Stored data
"""

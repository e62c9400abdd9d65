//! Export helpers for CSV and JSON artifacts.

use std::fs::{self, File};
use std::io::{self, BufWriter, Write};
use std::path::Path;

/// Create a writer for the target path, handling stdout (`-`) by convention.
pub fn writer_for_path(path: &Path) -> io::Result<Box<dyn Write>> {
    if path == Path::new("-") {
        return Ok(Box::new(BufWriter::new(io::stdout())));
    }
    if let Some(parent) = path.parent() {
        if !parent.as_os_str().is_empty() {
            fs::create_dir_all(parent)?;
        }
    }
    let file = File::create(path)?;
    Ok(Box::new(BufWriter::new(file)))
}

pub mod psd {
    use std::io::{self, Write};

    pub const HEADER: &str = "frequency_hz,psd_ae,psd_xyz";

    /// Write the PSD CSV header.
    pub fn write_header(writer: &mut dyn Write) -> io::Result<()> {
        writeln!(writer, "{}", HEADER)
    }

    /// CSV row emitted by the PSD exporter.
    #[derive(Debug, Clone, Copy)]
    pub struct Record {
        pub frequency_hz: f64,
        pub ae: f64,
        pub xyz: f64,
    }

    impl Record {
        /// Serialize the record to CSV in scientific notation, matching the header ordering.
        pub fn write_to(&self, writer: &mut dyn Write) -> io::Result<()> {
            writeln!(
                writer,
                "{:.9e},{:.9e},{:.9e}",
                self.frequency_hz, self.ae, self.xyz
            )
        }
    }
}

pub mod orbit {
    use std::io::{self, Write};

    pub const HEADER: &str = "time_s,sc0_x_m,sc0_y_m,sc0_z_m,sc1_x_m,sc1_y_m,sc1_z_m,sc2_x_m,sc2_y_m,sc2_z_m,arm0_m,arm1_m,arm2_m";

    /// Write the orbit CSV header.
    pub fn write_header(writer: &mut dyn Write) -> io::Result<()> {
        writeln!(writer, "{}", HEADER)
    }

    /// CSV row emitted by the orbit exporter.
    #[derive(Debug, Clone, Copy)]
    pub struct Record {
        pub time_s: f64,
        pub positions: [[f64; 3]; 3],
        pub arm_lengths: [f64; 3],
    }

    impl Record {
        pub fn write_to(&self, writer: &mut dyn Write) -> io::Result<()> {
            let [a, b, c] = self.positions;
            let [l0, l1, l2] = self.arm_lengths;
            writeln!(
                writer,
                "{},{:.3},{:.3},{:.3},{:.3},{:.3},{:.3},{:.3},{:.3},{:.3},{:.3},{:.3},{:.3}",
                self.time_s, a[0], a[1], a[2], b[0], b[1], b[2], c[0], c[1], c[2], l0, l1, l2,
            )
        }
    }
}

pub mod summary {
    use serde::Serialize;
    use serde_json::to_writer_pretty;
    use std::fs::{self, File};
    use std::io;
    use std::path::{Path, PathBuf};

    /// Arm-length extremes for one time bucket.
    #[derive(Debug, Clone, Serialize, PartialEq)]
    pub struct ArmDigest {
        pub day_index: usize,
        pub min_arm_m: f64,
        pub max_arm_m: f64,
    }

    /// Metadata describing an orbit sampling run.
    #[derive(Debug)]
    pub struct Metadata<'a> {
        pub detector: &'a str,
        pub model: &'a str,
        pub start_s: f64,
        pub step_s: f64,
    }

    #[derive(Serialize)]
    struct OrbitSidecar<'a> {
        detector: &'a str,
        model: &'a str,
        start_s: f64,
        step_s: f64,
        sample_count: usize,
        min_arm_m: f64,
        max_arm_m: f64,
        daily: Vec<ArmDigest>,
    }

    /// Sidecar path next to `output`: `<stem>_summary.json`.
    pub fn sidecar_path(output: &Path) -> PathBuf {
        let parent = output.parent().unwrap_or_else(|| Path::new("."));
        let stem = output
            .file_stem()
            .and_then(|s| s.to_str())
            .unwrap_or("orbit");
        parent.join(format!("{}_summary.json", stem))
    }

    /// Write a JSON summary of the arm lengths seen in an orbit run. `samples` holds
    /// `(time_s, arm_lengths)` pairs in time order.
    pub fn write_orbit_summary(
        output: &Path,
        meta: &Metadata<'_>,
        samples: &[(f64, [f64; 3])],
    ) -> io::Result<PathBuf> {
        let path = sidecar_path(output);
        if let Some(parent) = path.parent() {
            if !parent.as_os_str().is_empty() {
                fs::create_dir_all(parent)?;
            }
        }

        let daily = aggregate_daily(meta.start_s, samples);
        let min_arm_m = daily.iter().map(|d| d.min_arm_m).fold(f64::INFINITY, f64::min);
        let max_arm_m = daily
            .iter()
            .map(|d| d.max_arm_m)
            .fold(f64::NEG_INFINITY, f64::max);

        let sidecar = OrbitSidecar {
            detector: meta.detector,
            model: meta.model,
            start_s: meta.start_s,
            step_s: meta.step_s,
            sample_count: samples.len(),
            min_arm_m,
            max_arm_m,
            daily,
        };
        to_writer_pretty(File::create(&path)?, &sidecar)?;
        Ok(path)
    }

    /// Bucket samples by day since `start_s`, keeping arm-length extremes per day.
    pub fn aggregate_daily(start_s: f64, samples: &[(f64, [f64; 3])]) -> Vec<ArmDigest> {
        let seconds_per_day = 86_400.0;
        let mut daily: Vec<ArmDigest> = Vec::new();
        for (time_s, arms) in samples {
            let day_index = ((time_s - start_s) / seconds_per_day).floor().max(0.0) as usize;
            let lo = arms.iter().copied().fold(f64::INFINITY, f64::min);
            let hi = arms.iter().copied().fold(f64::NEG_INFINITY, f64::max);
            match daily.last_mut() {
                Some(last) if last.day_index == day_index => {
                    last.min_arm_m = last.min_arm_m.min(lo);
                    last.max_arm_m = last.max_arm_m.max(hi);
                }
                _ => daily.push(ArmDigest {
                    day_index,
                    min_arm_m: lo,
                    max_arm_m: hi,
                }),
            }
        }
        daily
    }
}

"""
"""

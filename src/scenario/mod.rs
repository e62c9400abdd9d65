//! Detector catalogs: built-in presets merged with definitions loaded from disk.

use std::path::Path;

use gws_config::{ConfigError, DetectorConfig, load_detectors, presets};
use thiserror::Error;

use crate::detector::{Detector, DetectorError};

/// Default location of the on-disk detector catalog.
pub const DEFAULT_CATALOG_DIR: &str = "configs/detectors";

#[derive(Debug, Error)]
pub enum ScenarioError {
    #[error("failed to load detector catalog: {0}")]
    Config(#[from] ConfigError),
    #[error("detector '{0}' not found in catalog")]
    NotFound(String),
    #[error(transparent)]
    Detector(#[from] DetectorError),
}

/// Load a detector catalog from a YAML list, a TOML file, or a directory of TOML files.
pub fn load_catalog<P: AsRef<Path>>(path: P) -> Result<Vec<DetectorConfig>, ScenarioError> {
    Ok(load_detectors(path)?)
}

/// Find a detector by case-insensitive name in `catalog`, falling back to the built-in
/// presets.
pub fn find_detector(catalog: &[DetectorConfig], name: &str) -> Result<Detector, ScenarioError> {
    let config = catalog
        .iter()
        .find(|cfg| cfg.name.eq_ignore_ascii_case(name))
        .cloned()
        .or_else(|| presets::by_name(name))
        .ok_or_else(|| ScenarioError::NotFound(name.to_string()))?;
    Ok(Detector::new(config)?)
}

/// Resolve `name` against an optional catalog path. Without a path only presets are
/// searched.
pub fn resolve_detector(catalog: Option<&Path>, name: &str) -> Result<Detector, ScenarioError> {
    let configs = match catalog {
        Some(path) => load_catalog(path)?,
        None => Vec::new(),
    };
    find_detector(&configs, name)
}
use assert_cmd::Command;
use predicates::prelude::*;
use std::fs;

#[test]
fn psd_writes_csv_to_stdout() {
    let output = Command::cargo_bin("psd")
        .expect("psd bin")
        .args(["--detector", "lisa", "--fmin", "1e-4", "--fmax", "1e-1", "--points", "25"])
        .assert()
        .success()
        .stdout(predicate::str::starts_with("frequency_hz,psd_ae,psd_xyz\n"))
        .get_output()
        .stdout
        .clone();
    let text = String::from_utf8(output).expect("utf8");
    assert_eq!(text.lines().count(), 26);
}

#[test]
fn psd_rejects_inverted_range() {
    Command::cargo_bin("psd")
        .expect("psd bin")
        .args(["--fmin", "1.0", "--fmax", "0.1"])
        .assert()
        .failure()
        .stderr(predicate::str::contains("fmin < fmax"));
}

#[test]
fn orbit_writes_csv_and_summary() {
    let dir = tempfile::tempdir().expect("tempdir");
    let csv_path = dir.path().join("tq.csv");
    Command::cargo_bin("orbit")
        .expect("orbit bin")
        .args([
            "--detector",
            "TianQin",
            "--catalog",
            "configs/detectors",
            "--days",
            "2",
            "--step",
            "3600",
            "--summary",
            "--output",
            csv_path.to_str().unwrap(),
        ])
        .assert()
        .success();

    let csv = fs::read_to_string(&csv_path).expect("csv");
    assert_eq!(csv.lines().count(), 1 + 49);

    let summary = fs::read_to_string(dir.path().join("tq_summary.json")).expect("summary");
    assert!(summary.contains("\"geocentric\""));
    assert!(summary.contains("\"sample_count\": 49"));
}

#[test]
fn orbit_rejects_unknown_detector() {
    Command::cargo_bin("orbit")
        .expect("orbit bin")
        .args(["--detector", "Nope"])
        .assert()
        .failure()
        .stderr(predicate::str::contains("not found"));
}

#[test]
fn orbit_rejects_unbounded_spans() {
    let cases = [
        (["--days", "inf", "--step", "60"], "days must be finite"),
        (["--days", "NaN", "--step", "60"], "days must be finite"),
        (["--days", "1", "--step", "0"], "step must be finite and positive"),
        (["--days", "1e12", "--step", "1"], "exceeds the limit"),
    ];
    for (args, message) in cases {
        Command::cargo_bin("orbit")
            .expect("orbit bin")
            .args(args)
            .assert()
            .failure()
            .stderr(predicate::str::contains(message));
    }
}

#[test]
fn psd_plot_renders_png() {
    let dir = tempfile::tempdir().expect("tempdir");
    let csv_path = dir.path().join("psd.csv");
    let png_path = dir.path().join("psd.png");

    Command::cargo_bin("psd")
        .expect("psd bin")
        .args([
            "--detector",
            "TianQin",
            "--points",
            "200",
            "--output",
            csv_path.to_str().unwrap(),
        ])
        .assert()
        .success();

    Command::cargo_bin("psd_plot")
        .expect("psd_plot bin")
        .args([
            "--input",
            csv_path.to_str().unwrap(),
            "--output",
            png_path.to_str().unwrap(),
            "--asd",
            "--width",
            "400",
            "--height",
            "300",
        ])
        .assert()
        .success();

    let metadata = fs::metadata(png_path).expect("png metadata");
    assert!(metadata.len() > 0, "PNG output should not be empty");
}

"""

▸ **WHAT TO DO**
From the data, pick out every line that includes "Serialize".

▸ **RESPONSE TO THIS EXERCISE**
        /// Serialize the record to CSV in scientific notation, matching the header ordering.
    use serde::Serialize;
    #[derive(Debug, Clone, Serialize, PartialEq)]
    #[derive(Serialize)]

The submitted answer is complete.